When a line in the data below includes "NodeId", pick it out and copy it.

Saved data entries
..............................

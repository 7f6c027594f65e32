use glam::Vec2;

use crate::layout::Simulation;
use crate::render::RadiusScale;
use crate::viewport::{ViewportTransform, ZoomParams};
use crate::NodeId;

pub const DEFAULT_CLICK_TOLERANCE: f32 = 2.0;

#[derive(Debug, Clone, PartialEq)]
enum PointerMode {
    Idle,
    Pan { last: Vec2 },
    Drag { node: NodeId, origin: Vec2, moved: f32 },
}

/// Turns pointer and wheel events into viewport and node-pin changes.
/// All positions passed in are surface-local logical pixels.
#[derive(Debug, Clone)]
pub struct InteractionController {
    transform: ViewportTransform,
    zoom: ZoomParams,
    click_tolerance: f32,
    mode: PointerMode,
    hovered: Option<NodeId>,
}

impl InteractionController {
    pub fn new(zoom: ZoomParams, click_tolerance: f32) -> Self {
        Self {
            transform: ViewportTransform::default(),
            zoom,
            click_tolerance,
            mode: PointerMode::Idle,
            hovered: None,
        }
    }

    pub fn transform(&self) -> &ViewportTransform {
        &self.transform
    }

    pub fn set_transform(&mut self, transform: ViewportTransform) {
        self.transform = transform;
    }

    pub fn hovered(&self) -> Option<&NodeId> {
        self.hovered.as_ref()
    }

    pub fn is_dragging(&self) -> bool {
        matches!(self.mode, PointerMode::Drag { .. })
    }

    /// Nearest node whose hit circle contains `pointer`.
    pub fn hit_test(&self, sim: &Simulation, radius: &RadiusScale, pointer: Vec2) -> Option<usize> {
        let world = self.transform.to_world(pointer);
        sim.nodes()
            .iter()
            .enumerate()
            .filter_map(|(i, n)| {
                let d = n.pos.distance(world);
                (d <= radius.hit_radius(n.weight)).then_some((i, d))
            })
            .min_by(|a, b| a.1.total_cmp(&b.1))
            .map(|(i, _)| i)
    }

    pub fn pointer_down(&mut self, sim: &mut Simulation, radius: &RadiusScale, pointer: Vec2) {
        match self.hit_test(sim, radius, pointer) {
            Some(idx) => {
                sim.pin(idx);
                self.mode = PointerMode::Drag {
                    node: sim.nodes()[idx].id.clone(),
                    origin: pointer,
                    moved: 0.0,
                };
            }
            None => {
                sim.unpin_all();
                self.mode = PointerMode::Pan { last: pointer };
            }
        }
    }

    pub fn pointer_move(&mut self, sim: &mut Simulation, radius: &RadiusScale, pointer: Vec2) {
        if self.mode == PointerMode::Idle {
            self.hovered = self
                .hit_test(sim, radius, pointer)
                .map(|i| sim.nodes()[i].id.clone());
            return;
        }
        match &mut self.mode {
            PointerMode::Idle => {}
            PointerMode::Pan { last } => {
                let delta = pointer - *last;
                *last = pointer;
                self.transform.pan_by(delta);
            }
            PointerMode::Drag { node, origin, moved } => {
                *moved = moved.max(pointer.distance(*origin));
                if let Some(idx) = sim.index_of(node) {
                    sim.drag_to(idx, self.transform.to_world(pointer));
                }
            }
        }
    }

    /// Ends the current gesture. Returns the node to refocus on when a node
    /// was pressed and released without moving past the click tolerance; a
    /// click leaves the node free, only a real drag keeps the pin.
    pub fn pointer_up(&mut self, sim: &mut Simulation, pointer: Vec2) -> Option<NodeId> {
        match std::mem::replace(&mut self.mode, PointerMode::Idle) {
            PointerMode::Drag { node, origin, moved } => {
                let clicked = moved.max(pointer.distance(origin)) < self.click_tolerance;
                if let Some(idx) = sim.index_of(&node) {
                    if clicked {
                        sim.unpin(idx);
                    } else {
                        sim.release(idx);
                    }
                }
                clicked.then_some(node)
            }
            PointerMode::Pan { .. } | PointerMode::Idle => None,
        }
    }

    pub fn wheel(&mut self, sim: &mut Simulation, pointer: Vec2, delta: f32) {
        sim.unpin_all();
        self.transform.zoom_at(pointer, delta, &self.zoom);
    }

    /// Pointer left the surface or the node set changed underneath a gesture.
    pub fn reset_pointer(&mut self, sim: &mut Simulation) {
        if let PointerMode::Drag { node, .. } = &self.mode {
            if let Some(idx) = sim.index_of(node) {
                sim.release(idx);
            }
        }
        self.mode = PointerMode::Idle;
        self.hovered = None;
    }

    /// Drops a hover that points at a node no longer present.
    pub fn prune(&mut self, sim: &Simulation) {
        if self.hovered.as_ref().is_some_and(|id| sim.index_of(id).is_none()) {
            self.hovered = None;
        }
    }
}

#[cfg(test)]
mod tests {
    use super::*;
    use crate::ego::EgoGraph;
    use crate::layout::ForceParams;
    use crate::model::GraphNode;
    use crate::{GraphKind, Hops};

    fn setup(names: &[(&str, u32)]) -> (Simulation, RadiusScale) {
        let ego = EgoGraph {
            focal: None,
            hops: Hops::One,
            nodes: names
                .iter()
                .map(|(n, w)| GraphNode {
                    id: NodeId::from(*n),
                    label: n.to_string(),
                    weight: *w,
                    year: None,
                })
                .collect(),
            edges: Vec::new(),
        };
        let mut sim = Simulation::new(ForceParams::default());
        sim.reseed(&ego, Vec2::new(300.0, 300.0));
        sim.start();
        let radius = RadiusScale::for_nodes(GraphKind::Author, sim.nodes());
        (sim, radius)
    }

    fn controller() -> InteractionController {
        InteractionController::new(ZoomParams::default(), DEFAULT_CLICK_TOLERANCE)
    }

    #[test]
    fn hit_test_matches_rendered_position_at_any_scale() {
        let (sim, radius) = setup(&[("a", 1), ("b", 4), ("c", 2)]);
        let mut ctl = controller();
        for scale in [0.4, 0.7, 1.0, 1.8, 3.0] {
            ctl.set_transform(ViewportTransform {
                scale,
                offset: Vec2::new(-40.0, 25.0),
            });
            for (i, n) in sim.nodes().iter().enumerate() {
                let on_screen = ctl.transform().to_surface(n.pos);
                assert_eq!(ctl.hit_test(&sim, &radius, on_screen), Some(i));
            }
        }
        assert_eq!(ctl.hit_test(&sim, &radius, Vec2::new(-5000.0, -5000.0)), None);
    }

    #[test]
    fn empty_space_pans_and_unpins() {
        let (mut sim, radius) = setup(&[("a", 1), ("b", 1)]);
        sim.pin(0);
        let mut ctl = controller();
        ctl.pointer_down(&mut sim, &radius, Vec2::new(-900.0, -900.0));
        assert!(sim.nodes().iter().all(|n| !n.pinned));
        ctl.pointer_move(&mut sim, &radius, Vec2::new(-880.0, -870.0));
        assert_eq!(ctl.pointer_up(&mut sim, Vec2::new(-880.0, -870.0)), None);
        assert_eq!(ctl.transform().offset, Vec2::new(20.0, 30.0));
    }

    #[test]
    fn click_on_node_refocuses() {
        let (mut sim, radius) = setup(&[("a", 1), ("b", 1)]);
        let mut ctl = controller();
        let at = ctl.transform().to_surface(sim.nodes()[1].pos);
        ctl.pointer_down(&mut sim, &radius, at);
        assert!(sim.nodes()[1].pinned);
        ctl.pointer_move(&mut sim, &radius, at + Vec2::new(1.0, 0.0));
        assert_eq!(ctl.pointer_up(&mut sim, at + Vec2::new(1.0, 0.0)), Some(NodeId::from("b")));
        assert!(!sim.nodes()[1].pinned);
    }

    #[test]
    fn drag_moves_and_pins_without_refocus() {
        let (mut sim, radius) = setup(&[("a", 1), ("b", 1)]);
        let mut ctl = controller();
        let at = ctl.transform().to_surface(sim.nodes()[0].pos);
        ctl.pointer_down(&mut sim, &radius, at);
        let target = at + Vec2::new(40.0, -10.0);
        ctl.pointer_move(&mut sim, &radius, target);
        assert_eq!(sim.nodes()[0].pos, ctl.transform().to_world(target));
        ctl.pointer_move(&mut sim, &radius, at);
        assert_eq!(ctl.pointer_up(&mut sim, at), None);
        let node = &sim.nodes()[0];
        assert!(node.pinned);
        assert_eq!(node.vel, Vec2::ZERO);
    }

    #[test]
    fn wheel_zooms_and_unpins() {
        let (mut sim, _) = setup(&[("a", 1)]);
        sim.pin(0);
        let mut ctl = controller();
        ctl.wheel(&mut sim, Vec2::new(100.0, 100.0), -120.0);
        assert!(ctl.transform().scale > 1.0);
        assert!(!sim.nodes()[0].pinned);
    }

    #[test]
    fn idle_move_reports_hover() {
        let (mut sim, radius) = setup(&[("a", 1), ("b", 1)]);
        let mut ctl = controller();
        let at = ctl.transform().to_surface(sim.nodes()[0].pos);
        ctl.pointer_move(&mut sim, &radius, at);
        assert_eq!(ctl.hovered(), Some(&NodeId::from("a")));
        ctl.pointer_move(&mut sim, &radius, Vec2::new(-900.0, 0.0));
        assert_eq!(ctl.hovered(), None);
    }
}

..............................

TASK SOLUTION
use crate::NodeId;
    Drag { node: NodeId, origin: Vec2, moved: f32 },
    hovered: Option<NodeId>,
    pub fn hovered(&self) -> Option<&NodeId> {
    pub fn pointer_up(&mut self, sim: &mut Simulation, pointer: Vec2) -> Option<NodeId> {
                    id: NodeId::from(*n),
        assert_eq!(ctl.pointer_up(&mut sim, at + Vec2::new(1.0, 0.0)), Some(NodeId::from("b")));
        assert_eq!(ctl.hovered(), Some(&NodeId::from("a")));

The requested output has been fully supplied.